This letter was written by a person incarcerated at CMC (California Men’s Colony).
In April, I received a ducat pass to appear down at the clinic. Around this time American healthcare professionals were screaming about the lack of PPE in the hospitals and clinics where they worked. Despite that, when I stepped into the clinic at Soledad the only PPE anyone was wearing were gloves. That’s it!
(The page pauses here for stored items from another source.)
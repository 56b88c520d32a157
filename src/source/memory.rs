//! In-process source backed by a queue.

use std::collections::VecDeque;
use std::time::Duration;

use async_trait::async_trait;

use crate::error::SourceError;
use crate::source::{EventSource, SourceRecord};

/// Queue-backed source with the same redelivery contract as a real stream.
#[derive(Debug, Default)]
pub struct MemorySource {
    pending: VecDeque<SourceRecord>,
    next_offset: u64,
    committed: Vec<u64>,
    deliveries: usize,
}

impl MemorySource {
    pub fn new() -> Self {
        Self::default()
    }

    /// Build a source preloaded with payloads, offsets starting at 0.
    pub fn with_payloads<I, P>(payloads: I) -> Self
    where
        I: IntoIterator<Item = P>,
        P: Into<Vec<u8>>,
    {
        let mut source = Self::new();
        for payload in payloads {
            source.push(payload);
        }
        source
    }

    /// Append a payload at the tail of the stream. Returns its offset.
    pub fn push(&mut self, payload: impl Into<Vec<u8>>) -> u64 {
        let offset = self.next_offset;
        self.next_offset += 1;
        self.pending.push_back(SourceRecord {
            offset,
            payload: payload.into(),
        });
        offset
    }

    /// Records not yet committed.
    pub fn pending(&self) -> usize {
        self.pending.len()
    }

    /// Offsets committed so far, in commit order.
    pub fn committed(&self) -> &[u64] {
        &self.committed
    }

    /// Total records handed out by `poll`, redeliveries included.
    pub fn deliveries(&self) -> usize {
        self.deliveries
    }
}

#[async_trait]
impl EventSource for MemorySource {
    fn name(&self) -> &str {
        "memory"
    }

    async fn poll(&mut self, timeout: Duration) -> Result<Option<SourceRecord>, SourceError> {
        match self.pending.front() {
            Some(record) => {
                self.deliveries += 1;
                Ok(Some(record.clone()))
            }
            None => {
                tokio::time::sleep(timeout).await;
                Ok(None)
            }
        }
    }

    async fn commit(&mut self, record: &SourceRecord) -> Result<(), SourceError> {
        let inflight = self.pending.front().map(|r| r.offset);
        if inflight != Some(record.offset) {
            return Err(SourceError::CommitMismatch {
                offset: record.offset,
                inflight,
            });
        }
        self.pending.pop_front();
        self.committed.push(record.offset);
        Ok(())
    }
}
//! Transaction categorization pipeline.
//!
//! Every transaction event flows through:
//! 1. `normalize()`: fold case, whitespace and diacritics
//! 2. `RuleClassifier::classify()`: ordered keyword rules
//! 3. optional `FallbackClassifier`: consulted only when no rule matches
//! 4. `MerchantMatcher::find()`: longest-keyword merchant link
//!
//! `Consumer` drives this per event with at-least-once delivery;
//! `reconcile_merchants` re-runs step 4 in bulk over stored transactions.

pub mod categorizer;
pub mod consumer;
pub mod fallback;
pub mod merchants;
pub mod normalize;
pub mod reconcile;
pub mod rules;
pub mod types;
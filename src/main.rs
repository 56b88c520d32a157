use std::sync::Arc;
use std::sync::atomic::{AtomicBool, Ordering};

use anyhow::Context;
use clap::{Parser, Subcommand};

use txn_categorizer::config::CategorizerConfig;
use txn_categorizer::health::{HealthState, health_routes, spawn_health_server};
use txn_categorizer::pipeline::categorizer::Categorizer;
use txn_categorizer::pipeline::consumer::{Consumer, ConsumerConfig, verify_category_keys};
use txn_categorizer::pipeline::merchants::{Merchant, MerchantMatcher};
use txn_categorizer::pipeline::reconcile::reconcile_merchants;
use txn_categorizer::source::JsonLinesSource;
use txn_categorizer::store::{Database, LibSqlBackend};

#[derive(Parser, Debug)]
#[command(name = "txn-categorizer", version, about = "Bank transaction categorizer")]
struct Cli {
    #[command(subcommand)]
    command: Option<Command>,
}

#[derive(Subcommand, Debug)]
enum Command {
    /// Consume transaction events and categorize them (default)
    Consume,

    /// Link stored transactions that have no merchant yet
    Reconcile {
        /// Rows fetched per page (default: MERCHANT_BATCH_SIZE)
        #[arg(long)]
        batch_size: Option<usize>,
    },
}

#[tokio::main]
async fn main() -> anyhow::Result<()> {
    tracing_subscriber::fmt()
        .with_env_filter(
            tracing_subscriber::EnvFilter::try_from_default_env()
                .unwrap_or_else(|_| tracing_subscriber::EnvFilter::new("info")),
        )
        .with_target(false)
        .init();

    let cli = Cli::parse();
    let config = CategorizerConfig::from_env().context("invalid configuration")?;

    let backend = LibSqlBackend::open(&config.database)
        .await
        .context("failed to open database")?;
    let db: Arc<dyn Database> = Arc::new(backend);

    let matcher = load_merchants(db.as_ref()).await?;

    match cli.command.unwrap_or(Command::Consume) {
        Command::Consume => consume(config, db, matcher).await,
        Command::Reconcile { batch_size } => {
            let batch_size = batch_size.unwrap_or(config.merchant_batch_size);
            let report = reconcile_merchants(db.as_ref(), &matcher, batch_size)
                .await
                .context("merchant reconciliation failed")?;
            eprintln!(
                "Reviewed {} unlinked transactions, linked {}",
                report.reviewed, report.linked
            );
            Ok(())
        }
    }
}

async fn load_merchants(db: &dyn Database) -> anyhow::Result<MerchantMatcher> {
    let records = db
        .fetch_merchants()
        .await
        .context("failed to load merchants")?;
    let merchants = records
        .iter()
        .map(|r| Merchant::new(r.id, &r.key, &r.name, r.aliases.as_slice()))
        .collect();
    let matcher = MerchantMatcher::new(merchants);
    tracing::info!(merchants = matcher.len(), "Merchant catalog loaded");
    Ok(matcher)
}

async fn consume(
    config: CategorizerConfig,
    db: Arc<dyn Database>,
    matcher: MerchantMatcher,
) -> anyhow::Result<()> {
    let categorizer = Categorizer::default()
        .with_rule_confidence(config.rule_confidence)
        .with_fallback_threshold(config.fallback_threshold);

    let missing = verify_category_keys(db.as_ref(), &categorizer)
        .await
        .context("category check failed")?;
    if !missing.is_empty() {
        tracing::warn!(
            missing = missing.len(),
            "Events categorized under missing keys will be skipped"
        );
    }

    let health = spawn_health_server(
        &config.health_addr(),
        health_routes(
            HealthState::for_database(Arc::clone(&db)),
            config.health_log_requests,
        ),
    )
    .await
    .with_context(|| format!("failed to bind health server on {}", config.health_addr()))?;

    let source = JsonLinesSource::open(&config.source_path)
        .await
        .with_context(|| format!("failed to open {}", config.source_path.display()))?;

    eprintln!("Transaction categorizer v{}", env!("CARGO_PKG_VERSION"));
    eprintln!("   Source: {}", config.source_path.display());
    eprintln!("   Health: http://{}/health", health.local_addr());

    let shutdown = Arc::new(AtomicBool::new(false));
    let flag = Arc::clone(&shutdown);
    tokio::spawn(async move {
        wait_for_signal().await;
        tracing::info!("Shutdown requested; finishing current event");
        flag.store(true, Ordering::Relaxed);
    });

    let mut consumer = Consumer::new(
        source,
        db,
        categorizer,
        matcher,
        ConsumerConfig {
            poll_timeout: config.poll_timeout,
            retry_backoff: config.retry_backoff,
            retry_backoff_max: config.retry_backoff_max,
        },
    );
    consumer.run(shutdown).await;

    health.stop().await;
    tracing::info!("Categorizer stopped");
    Ok(())
}

#[cfg(unix)]
async fn wait_for_signal() {
    use tokio::signal::unix::{SignalKind, signal};

    match signal(SignalKind::terminate()) {
        Ok(mut term) => {
            tokio::select! {
                _ = tokio::signal::ctrl_c() => {}
                _ = term.recv() => {}
            }
        }
        Err(e) => {
            tracing::warn!(error = %e, "SIGTERM handler unavailable; waiting for Ctrl-C");
            let _ = tokio::signal::ctrl_c().await;
        }
    }
}

#[cfg(not(unix))]
async fn wait_for_signal() {
    let _ = tokio::signal::ctrl_c().await;
}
I pulled up short just inside the door and watched as nurses and doctors flitted from here to there without a professional care. I turned left, gave my ducat to the officer at the desk, and said, “I’m not staying here.” “You have to stay to sign the refusal form,” the correctional officer says to me.
In seconds I scan the room. Poor ventilation, crowds of prisoners stuck close together, officers and medical staff just walkin’ around like the pandemic doesn’t exist. “Nope,” I say, “Not gonna do it.”
These words and any others like them are erythema to an officer’s sense of absolute authority. I knew this, but I couldn’t walk into and then stay in that room. The female officer (who wasn’t sitting down) walked up to me and with an attitude way too big for her britches loudly said, “You need to sit down and wait here until we can get a refusal slip for you to sign.”
Instead of answering her, I began to point out the various things that were wrong with the scene to all of the prisoners who were in the room. The last thing that I pointed out was how these two officers spend close to eight hours in close proximity. They command us to socially distance, but that is not scientifically sound. Because they would be the ones to introduce the virus to us and not the other way around.
Sometimes when you make too much sense some people don’t like it too much.
As the inmates began to murmur, the male officer comes around the desk and approaches me. I raise my hands and back away into the hallway. All nine buildings annex off of this corridor, thus it is reasonably full of people. This is the only reasonably safe place that exists for me. They follow me out faces full of anger at my audacity to stand up for myself.
They argue and I discuss. They’re loud and I am level in my tone and this seems to make them hotter. The male officer pulls out his handcuffs, the woman reaches for her baton. If he attempts to cuff me I won’t resist but that doesn’t mean much.
If they want to get rough I’ll just have to take it. If I resist then I’ll wind up with an ‘assault’ charge. I wound up getting such a charge anyway, but that’s another story.
Anyway, a sergeant comes out of one of these buildings, sees what’s going on, and steps over to where we were. He’s level headed and sees my point. Tells me to head on back to my housing unit building, and that was that.